:: THE INPUT

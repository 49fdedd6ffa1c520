//! Database schema migrations for mohero.
//!
//! Migrations are versioned and applied automatically when opening the database.
//! The `schema_version` table tracks the current migration version.

use rusqlite::{Connection, Result as SqliteResult};

/// Current schema version.
pub const SCHEMA_VERSION: i32 = 2;

/// Apply all pending migrations to bring the database to the current schema version.
///
/// # Errors
/// Returns an error if migration fails.
pub fn migrate(conn: &Connection) -> SqliteResult<()> {
    create_schema_version_table(conn)?;

    let current_version = get_schema_version(conn);

    if current_version < 1 {
        migrate_v1(conn)?;
    }
    if current_version < 2 {
        migrate_v2(conn)?;
    }

    Ok(())
}

fn create_schema_version_table(conn: &Connection) -> SqliteResult<()> {
    conn.execute_batch(
        "CREATE TABLE IF NOT EXISTS schema_version (
            version INTEGER PRIMARY KEY
        );",
    )
}

/// Get the current schema version from the database.
///
/// Returns 0 if no version is set (initial database).
pub fn get_schema_version(conn: &Connection) -> i32 {
    conn.query_row("SELECT version FROM schema_version", [], |row| {
        row.get::<_, i32>(0)
    })
    .unwrap_or_else(|e| {
        if !matches!(e, rusqlite::Error::QueryReturnedNoRows) {
            tracing::warn!(error = %e, "failed to read schema_version");
        }
        0
    })
}

fn set_schema_version(conn: &Connection, version: i32) -> SqliteResult<()> {
    conn.execute("DELETE FROM schema_version", [])?;
    conn.execute("INSERT INTO schema_version (version) VALUES (?1)", [version])?;
    Ok(())
}

/// Migration v1: accounts, catalog, profiles and per-exercise progress.
fn migrate_v1(conn: &Connection) -> SqliteResult<()> {
    let tx = conn.unchecked_transaction()?;
    tx.execute_batch(
        "CREATE TABLE IF NOT EXISTS users (
            id            TEXT PRIMARY KEY,
            email         TEXT NOT NULL UNIQUE,
            password_hash TEXT NOT NULL,
            created_at    TEXT NOT NULL
        );

        CREATE TABLE IF NOT EXISTS sessions (
            token       TEXT PRIMARY KEY,
            user_id     TEXT NOT NULL REFERENCES users(id) ON DELETE CASCADE,
            created_at  TEXT NOT NULL,
            expires_at  TEXT NOT NULL
        );

        CREATE TABLE IF NOT EXISTS profiles (
            id                 TEXT PRIMARY KEY REFERENCES users(id) ON DELETE CASCADE,
            name               TEXT NOT NULL,
            progress           TEXT NOT NULL DEFAULT '{}',
            current_program_id TEXT REFERENCES programmes(id),
            current_day        INTEGER NOT NULL DEFAULT 1
        );

        CREATE TABLE IF NOT EXISTS programmes (
            id            TEXT PRIMARY KEY,
            name          TEXT NOT NULL,
            description   TEXT NOT NULL DEFAULT '',
            duration_days INTEGER NOT NULL CHECK (duration_days >= 1),
            difficulty    TEXT NOT NULL,
            tags          TEXT NOT NULL DEFAULT '[]',
            image         TEXT
        );

        CREATE TABLE IF NOT EXISTS jours (
            id           TEXT PRIMARY KEY,
            programme_id TEXT NOT NULL REFERENCES programmes(id) ON DELETE CASCADE,
            day_number   INTEGER NOT NULL,
            title        TEXT NOT NULL,
            description  TEXT,
            UNIQUE (programme_id, day_number)
        );

        CREATE TABLE IF NOT EXISTS exercices (
            id           TEXT PRIMARY KEY,
            jour_id      TEXT NOT NULL REFERENCES jours(id) ON DELETE CASCADE,
            name         TEXT NOT NULL,
            description  TEXT,
            kind         TEXT NOT NULL,
            target_value INTEGER NOT NULL,
            ordering     INTEGER NOT NULL DEFAULT 0,
            media_urls   TEXT NOT NULL DEFAULT '[]'
        );

        CREATE TABLE IF NOT EXISTS progression_exercice (
            id             INTEGER PRIMARY KEY AUTOINCREMENT,
            user_id        TEXT NOT NULL REFERENCES users(id) ON DELETE CASCADE,
            exercice_id    TEXT NOT NULL REFERENCES exercices(id) ON DELETE CASCADE,
            value_achieved INTEGER NOT NULL DEFAULT 0,
            completed      INTEGER NOT NULL DEFAULT 0,
            day_number     INTEGER NOT NULL,
            UNIQUE (user_id, exercice_id)
        );

        CREATE TABLE IF NOT EXISTS kv (
            key   TEXT PRIMARY KEY,
            value TEXT NOT NULL
        );

        CREATE INDEX IF NOT EXISTS idx_sessions_user ON sessions(user_id);
        CREATE INDEX IF NOT EXISTS idx_exercices_jour ON exercices(jour_id, ordering);
        CREATE INDEX IF NOT EXISTS idx_progression_user ON progression_exercice(user_id);",
    )?;
    set_schema_version(&tx, 1)?;
    tx.commit()
}

/// Migration v2: cosmetic clan tag on profiles.
fn migrate_v2(conn: &Connection) -> SqliteResult<()> {
    let tx = conn.unchecked_transaction()?;
    tx.execute_batch("ALTER TABLE profiles ADD COLUMN clan TEXT;")?;
    set_schema_version(&tx, 2)?;
    tx.commit()
}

::::

I would like you to output every record exactly as written.

TASK OUTPUT:
repository 49fdedd6ffa1c520
//! Database schema migrations for mohero.
//!
//! Migrations are versioned and applied automatically when opening the database.
//! The `schema_version` table tracks the current migration version.

use rusqlite::{Connection, Result as SqliteResult};

/// Current schema version.
pub const SCHEMA_VERSION: i32 = 2;

/// Apply all pending migrations to bring the database to the current schema version.
///
/// # Errors
/// Returns an error if migration fails.
pub fn migrate(conn: &Connection) -> SqliteResult<()> {
    create_schema_version_table(conn)?;

    let current_version = get_schema_version(conn);

    if current_version < 1 {
        migrate_v1(conn)?;
    }
    if current_version < 2 {
        migrate_v2(conn)?;
    }

    Ok(())
}

fn create_schema_version_table(conn: &Connection) -> SqliteResult<()> {
    conn.execute_batch(
        "CREATE TABLE IF NOT EXISTS schema_version (
            version INTEGER PRIMARY KEY
        );",
    )
}

/// Get the current schema version from the database.
///
/// Returns 0 if no version is set (initial database).
pub fn get_schema_version(conn: &Connection) -> i32 {
    conn.query_row("SELECT version FROM schema_version", [], |row| {
        row.get::<_, i32>(0)
    })
    .unwrap_or_else(|e| {
        if !matches!(e, rusqlite::Error::QueryReturnedNoRows) {
            tracing::warn!(error = %e, "failed to read schema_version");
        }
        0
    })
}

fn set_schema_version(conn: &Connection, version: i32) -> SqliteResult<()> {
    conn.execute("DELETE FROM schema_version", [])?;
    conn.execute("INSERT INTO schema_version (version) VALUES (?1)", [version])?;
    Ok(())
}

/// Migration v1: accounts, catalog, profiles and per-exercise progress.
fn migrate_v1(conn: &Connection) -> SqliteResult<()> {
    let tx = conn.unchecked_transaction()?;
    tx.execute_batch(
        "CREATE TABLE IF NOT EXISTS users (
            id            TEXT PRIMARY KEY,
            email         TEXT NOT NULL UNIQUE,
            password_hash TEXT NOT NULL,
            created_at    TEXT NOT NULL
        );

        CREATE TABLE IF NOT EXISTS sessions (
            token       TEXT PRIMARY KEY,
            user_id     TEXT NOT NULL REFERENCES users(id) ON DELETE CASCADE,
            created_at  TEXT NOT NULL,
            expires_at  TEXT NOT NULL
        );

        CREATE TABLE IF NOT EXISTS profiles (
            id                 TEXT PRIMARY KEY REFERENCES users(id) ON DELETE CASCADE,
            name               TEXT NOT NULL,
            progress           TEXT NOT NULL DEFAULT '{}',
            current_program_id TEXT REFERENCES programmes(id),
            current_day        INTEGER NOT NULL DEFAULT 1
        );

        CREATE TABLE IF NOT EXISTS programmes (
            id            TEXT PRIMARY KEY,
            name          TEXT NOT NULL,
            description   TEXT NOT NULL DEFAULT '',
            duration_days INTEGER NOT NULL CHECK (duration_days >= 1),
            difficulty    TEXT NOT NULL,
            tags          TEXT NOT NULL DEFAULT '[]',
            image         TEXT
        );

        CREATE TABLE IF NOT EXISTS jours (
            id           TEXT PRIMARY KEY,
            programme_id TEXT NOT NULL REFERENCES programmes(id) ON DELETE CASCADE,
            day_number   INTEGER NOT NULL,
            title        TEXT NOT NULL,
            description  TEXT,
            UNIQUE (programme_id, day_number)
        );

        CREATE TABLE IF NOT EXISTS exercices (
            id           TEXT PRIMARY KEY,
            jour_id      TEXT NOT NULL REFERENCES jours(id) ON DELETE CASCADE,
            name         TEXT NOT NULL,
            description  TEXT,
            kind         TEXT NOT NULL,
            target_value INTEGER NOT NULL,
            ordering     INTEGER NOT NULL DEFAULT 0,
            media_urls   TEXT NOT NULL DEFAULT '[]'
        );

        CREATE TABLE IF NOT EXISTS progression_exercice (
            id             INTEGER PRIMARY KEY AUTOINCREMENT,
            user_id        TEXT NOT NULL REFERENCES users(id) ON DELETE CASCADE,
            exercice_id    TEXT NOT NULL REFERENCES exercices(id) ON DELETE CASCADE,
            value_achieved INTEGER NOT NULL DEFAULT 0,
            completed      INTEGER NOT NULL DEFAULT 0,
            day_number     INTEGER NOT NULL,
            UNIQUE (user_id, exercice_id)
        );

        CREATE TABLE IF NOT EXISTS kv (
            key   TEXT PRIMARY KEY,
            value TEXT NOT NULL
        );

        CREATE INDEX IF NOT EXISTS idx_sessions_user ON sessions(user_id);
        CREATE INDEX IF NOT EXISTS idx_exercices_jour ON exercices(jour_id, ordering);
        CREATE INDEX IF NOT EXISTS idx_progression_user ON progression_exercice(user_id);",
    )?;
    set_schema_version(&tx, 1)?;
    tx.commit()
}

/// Migration v2: cosmetic clan tag on profiles.
fn migrate_v2(conn: &Connection) -> SqliteResult<()> {
    let tx = conn.unchecked_transaction()?;
    tx.execute_batch("ALTER TABLE profiles ADD COLUMN clan TEXT;")?;
    set_schema_version(&tx, 2)?;
    tx.commit()
}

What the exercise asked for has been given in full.